TORN-ADO has been a result of the collaborative efforts of many artists with the desire to share the message of human resilience. It will be presented in a room specially constructed to house the installation, enabling visitors to experience three-dimensional artwork that transforms and utilizes the surrounding space. The artwork will use a variety of media to convey a message of human resilience in the face of disaster and chaos.
This project was inspired by a series of Professor Crawford’s paintings entitled Black Rose, made in response to her observations on the devastating effect of cancer in the life of her husband. TORN-ADO is an expansion of Crawford’s Black Rose series—both physically, in becoming a collaborative work that fills an entire room, as well as conceptually, addressing the concept of disaster not just in regard to cancer but to the many forms of disaster that humans encounter.

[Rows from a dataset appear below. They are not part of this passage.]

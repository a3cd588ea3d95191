use std::collections::{BTreeMap, BTreeSet};

use crate::error::{SimResult, SimulationError};
use crate::events::SimEvent;
use crate::model::{OrderId, Region};
use crate::routing::PathCalculator;

/// An external scoring collaborator: observes each tick's event list and
/// reduces it to a `[0, 1]` score. Raters never mutate simulation state and
/// are not part of the dispatch core — a thin consumer of its event stream
/// (§6).
///
/// `total_orders` is the count of every order confirmed so far in the run
/// (generated, whether or not it was ever loaded onto a vehicle). The event
/// stream alone can't supply this: an order stuck in a dispatcher's pending
/// queue, or never dispatched at all, never raises `OrderReceivedEvent`, so
/// deriving "total" from received events would make undelivered-but-never-
/// loaded orders invisible to scoring. Callers (e.g. `Simulation`) pass the
/// running total from the order book they already own.
pub trait Rater {
    fn observe(&mut self, events: &[SimEvent], region: &Region, path_calc: &dyn PathCalculator, total_orders: usize);
    fn score(&self) -> f64;
}

fn validate_unit_range(name: &'static str, value: f64) -> SimResult<()> {
    if !(0.0..=1.0).contains(&value) {
        return Err(SimulationError::ParameterOutOfRange { name, lo: 0.0, hi: 1.0, value });
    }
    Ok(())
}

/// `score = 1 - undelivered / (total * (1 - factor))`, saturated to `[0,1]`.
/// `total` is the generated-order count passed into `observe`, not merely
/// what has been received onto a vehicle so far — an order sitting in
/// `pending_orders` for the whole run is still "undelivered", not absent.
pub struct AmountDeliveredRater {
    factor: f64,
    total_orders: usize,
    delivered: BTreeSet<OrderId>,
}

impl AmountDeliveredRater {
    pub fn new(factor: f64) -> SimResult<Self> {
        validate_unit_range("factor", factor)?;
        Ok(Self {
            factor,
            total_orders: 0,
            delivered: BTreeSet::new(),
        })
    }
}

impl Rater for AmountDeliveredRater {
    fn observe(&mut self, events: &[SimEvent], _region: &Region, _path_calc: &dyn PathCalculator, total_orders: usize) {
        self.total_orders = self.total_orders.max(total_orders);
        for event in events {
            if let SimEvent::DeliverOrder { order, .. } = event {
                self.delivered.insert(order.id);
            }
        }
    }

    fn score(&self) -> f64 {
        let total = self.total_orders as f64;
        if total == 0.0 {
            return 1.0;
        }
        let undelivered = (self.total_orders - self.delivered.len()) as f64;
        let denom = total * (1.0 - self.factor);
        if denom <= 0.0 {
            return if undelivered > 0.0 { 0.0 } else { 1.0 };
        }
        (1.0 - undelivered / denom).clamp(0.0, 1.0)
    }
}

/// Per delivered order, `ticksOff = min(maxTicksOff, max(0, order.ticksOff(actual) - ignored))`.
/// Undelivered orders — including ones that never even reached a vehicle —
/// contribute `maxTicksOff`. `score = 1 - totalTicksOff / (maxTicksOff * totalOrders)`.
pub struct InTimeRater {
    max_ticks_off: i64,
    ignored: i64,
    total_orders: usize,
    contributions: BTreeMap<OrderId, i64>,
}

impl InTimeRater {
    pub fn new(max_ticks_off: i64, ignored: i64) -> SimResult<Self> {
        if max_ticks_off <= 0 {
            return Err(SimulationError::ParameterOutOfRange {
                name: "max_ticks_off",
                lo: 1.0,
                hi: f64::INFINITY,
                value: max_ticks_off as f64,
            });
        }
        Ok(Self {
            max_ticks_off,
            ignored,
            total_orders: 0,
            contributions: BTreeMap::new(),
        })
    }
}

impl Rater for InTimeRater {
    fn observe(&mut self, events: &[SimEvent], _region: &Region, _path_calc: &dyn PathCalculator, total_orders: usize) {
        self.total_orders = self.total_orders.max(total_orders);
        for event in events {
            if let SimEvent::DeliverOrder { order, tick } = event {
                let off = (order.ticks_off(*tick) - self.ignored).max(0).min(self.max_ticks_off);
                self.contributions.insert(order.id, off);
            }
        }
    }

    fn score(&self) -> f64 {
        let total = self.total_orders;
        if total == 0 {
            return 1.0;
        }
        let delivered_sum: i64 = self.contributions.values().sum();
        let undelivered = total - self.contributions.len();
        let sum = delivered_sum + undelivered as i64 * self.max_ticks_off;
        (1.0 - sum as f64 / (self.max_ticks_off as f64 * total as f64)).clamp(0.0, 1.0)
    }
}

fn path_duration(region: &Region, path_calc: &dyn PathCalculator, from: crate::model::Location, to: crate::model::Location) -> u64 {
    let nodes = path_calc.path(from, to);
    let mut total = 0u64;
    let mut prev = from;
    for node in nodes {
        total += region.edge_between(prev, node).map(|e| e.duration as u64).unwrap_or(0);
        prev = node;
    }
    total
}

/// `worst += 2 * shortestPathDuration(restaurant, target)` per delivered
/// order; `actual += lastEdge.duration` per `ArrivedAtNodeEvent`.
/// `score = 1 - actual / (worst * factor)`.
pub struct TravelDistanceRater {
    factor: f64,
    worst: u64,
    actual: u64,
}

impl TravelDistanceRater {
    pub fn new(factor: f64) -> SimResult<Self> {
        if factor <= 0.0 {
            return Err(SimulationError::ParameterOutOfRange { name: "factor", lo: 0.0, hi: 1.0, value: factor });
        }
        validate_unit_range("factor", factor)?;
        Ok(Self { factor, worst: 0, actual: 0 })
    }
}

impl Rater for TravelDistanceRater {
    fn observe(&mut self, events: &[SimEvent], region: &Region, path_calc: &dyn PathCalculator, _total_orders: usize) {
        for event in events {
            match event {
                SimEvent::DeliverOrder { order, .. } => {
                    self.worst += 2 * path_duration(region, path_calc, order.restaurant, order.target);
                }
                SimEvent::ArrivedAtNode { last_edge_duration: Some(d), .. } => {
                    self.actual += *d as u64;
                }
                _ => {}
            }
        }
    }

    fn score(&self) -> f64 {
        if self.worst == 0 {
            return 1.0;
        }
        (1.0 - self.actual as f64 / (self.worst as f64 * self.factor)).clamp(0.0, 1.0)
    }
}

#[cfg(test)]
mod tests {
    use super::*;
    use crate::model::{ConfirmedOrder, NodeKind, RegionBuilder, TickInterval};
    use crate::routing::DijkstraPathCalculator;
    use std::sync::Arc;

    fn delivered(id: OrderId, tick: i64) -> SimEvent {
        SimEvent::DeliverOrder {
            order: ConfirmedOrder {
                id,
                target: crate::model::Location::new(1, 0),
                restaurant: crate::model::Location::new(0, 0),
                interval: TickInterval::new(0, 5),
                items: vec![],
                weight: 1,
                actual_delivery_tick: Some(tick),
            },
            tick,
        }
    }

    fn fixture() -> (Region, DijkstraPathCalculator) {
        let r = crate::model::Location::new(0, 0);
        let a = crate::model::Location::new(1, 0);
        let region = RegionBuilder::new()
            .add_node(r, "R", NodeKind::Restaurant { menu: vec![] })
            .add_node(a, "A", NodeKind::Neighborhood)
            .connect(r, a, Some(1))
            .unwrap()
            .build()
            .unwrap();
        let calc = DijkstraPathCalculator::new(Arc::new(region.clone()));
        (region, calc)
    }

    #[test]
    fn amount_delivered_perfect_run() {
        let (region, calc) = fixture();
        let mut rater = AmountDeliveredRater::new(0.5).unwrap();
        rater.observe(&[delivered(1, 1)], &region, &calc, 1);
        assert_eq!(rater.score(), 1.0);
    }

    #[test]
    fn amount_delivered_rejects_out_of_range_factor() {
        assert!(AmountDeliveredRater::new(1.5).is_err());
    }

    /// An order that is generated but never even loaded onto a vehicle (no
    /// `OrderReceivedEvent` at all, stuck in `pending_orders` for the whole
    /// run) still counts as undelivered — `total_orders` comes from the
    /// order book, not the event stream.
    #[test]
    fn amount_delivered_counts_never_loaded_orders_as_undelivered() {
        let (region, calc) = fixture();
        let mut rater = AmountDeliveredRater::new(0.0).unwrap();
        rater.observe(&[], &region, &calc, 1);
        assert_eq!(rater.score(), 0.0);
    }

    #[test]
    fn in_time_on_time_delivery_scores_perfect() {
        let (region, calc) = fixture();
        let mut rater = InTimeRater::new(10, 0).unwrap();
        rater.observe(&[delivered(1, 2)], &region, &calc, 1);
        assert_eq!(rater.score(), 1.0);
    }

    #[test]
    fn in_time_undelivered_order_penalized() {
        let (region, calc) = fixture();
        let mut rater = InTimeRater::new(10, 0).unwrap();
        rater.observe(&[], &region, &calc, 1);
        assert_eq!(rater.score(), 0.0);
    }

    /// Same as above but the order was never received at all (e.g. still
    /// pending at run end) — the rater has no `OrderReceivedEvent` to key
    /// off of, only the generated-order total.
    #[test]
    fn in_time_never_received_order_penalized_same_as_undelivered() {
        let (region, calc) = fixture();
        let mut rater = InTimeRater::new(10, 0).unwrap();
        rater.observe(&[], &region, &calc, 1);
        assert_eq!(rater.score(), 0.0);
    }

    #[test]
    fn travel_distance_perfect_efficiency() {
        let (region, calc) = fixture();
        let mut rater = TravelDistanceRater::new(1.0).unwrap();
        rater.observe(
            &[
                SimEvent::ArrivedAtNode {
                    vehicle: crate::model::VehicleId(1),
                    node: crate::model::Location::new(1, 0),
                    last_edge_duration: Some(1),
                    tick: 1,
                },
                delivered(1, 1),
            ],
            &region,
            &calc,
            1,
        );
        assert_eq!(rater.score(), 1.0);
    }
}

“We’re creating kind of a tribute to hope and perseverance amidst all the destruction,” said Heather Madsen, another artist on the team. “Our end goal is actually very uplifting. Humans stick together and we survive.”
In addition to the collaborative effort of the installation itself, there will also be a series of “field-note” pieces made by the individual artists. The pieces will be similar to the style of written and illustrated notes taken by an artist or scientist in an observational setting and will address and depict specific topics of disaster such as tornados, floods, cancer, child abuse, etc.
“Too often we forget that you can't have peace without the existence of chaos,” said Ayla Stebbing, a member of the artistic team. “A big part of this is how to get through [chaos] and knowing that there is going to be something different yet beautiful at the end of it. I’m glad to be part of creating that reminder for people.”